DATA FOR PROCESSING Start Marker

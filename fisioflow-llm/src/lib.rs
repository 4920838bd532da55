//! # fisioflow-llm
//!
//! Multi-provider LLM orchestration for FisioFlow.
//!
//! Every assistant request goes through [`Orchestrator::generate`]:
//!   - answered from the internal knowledge base when a curated item is
//!     confident enough, with no provider call at all;
//!   - otherwise routed to the best AVAILABLE provider (specialty, rate
//!     headroom, price), with basic-tier users pinned to the first provider
//!     by priority to bound cost;
//!   - each call bounded by a timeout, failures falling through to the next
//!     provider up to `max_attempts`;
//!   - successful calls recorded in an append-only usage ledger written off
//!     the caller's path.
//!
//! Backends speak OpenAI-compatible, Anthropic, Gemini and Ollama HTTP APIs
//! through [`client::HttpBackend`]; tests substitute any [`LlmBackend`].

#![deny(clippy::unwrap_used)]
#![deny(missing_docs)]
#![warn(clippy::pedantic)]
#![allow(clippy::module_name_repetitions)]

pub mod backend;
pub mod client;
pub mod config;
pub mod error;
pub mod knowledge;
pub mod metrics;
pub mod orchestrator;
pub mod prompt;
pub mod registry;
pub mod selector;
pub mod types;
pub mod usage;

pub use backend::LlmBackend;
pub use client::HttpBackend;
pub use config::{FallbackMode, LlmConfig, ProviderConfig, ProviderKind};
pub use error::{LlmError, OrchestratorError};
pub use knowledge::{KnowledgeInput, KnowledgeItem, KnowledgeMatch, KnowledgeSource, SqliteKnowledgeBase};
pub use metrics::{LlmCounterSnapshot, LlmCounters};
pub use orchestrator::{Orchestrator, ProviderStatus};
pub use registry::ProviderRegistry;
pub use types::{Completion, CompletionRequest, GenerateRequest, LlmReply, Source, TaskType, UserTier};
pub use usage::{UsageLedger, UsageRecord, UsageStats, UsageWindow};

DATA FOR PROCESSING End Marker

* [TASK INSTRUCTIONS] Among the lines above, find those holding "knowledge" and copy each one.

* [ANSWER TO THIS EXERCISE]
//!   - answered from the internal knowledge base when a curated item is
pub mod knowledge;
pub use knowledge::{KnowledgeInput, KnowledgeItem, KnowledgeMatch, KnowledgeSource, SqliteKnowledgeBase};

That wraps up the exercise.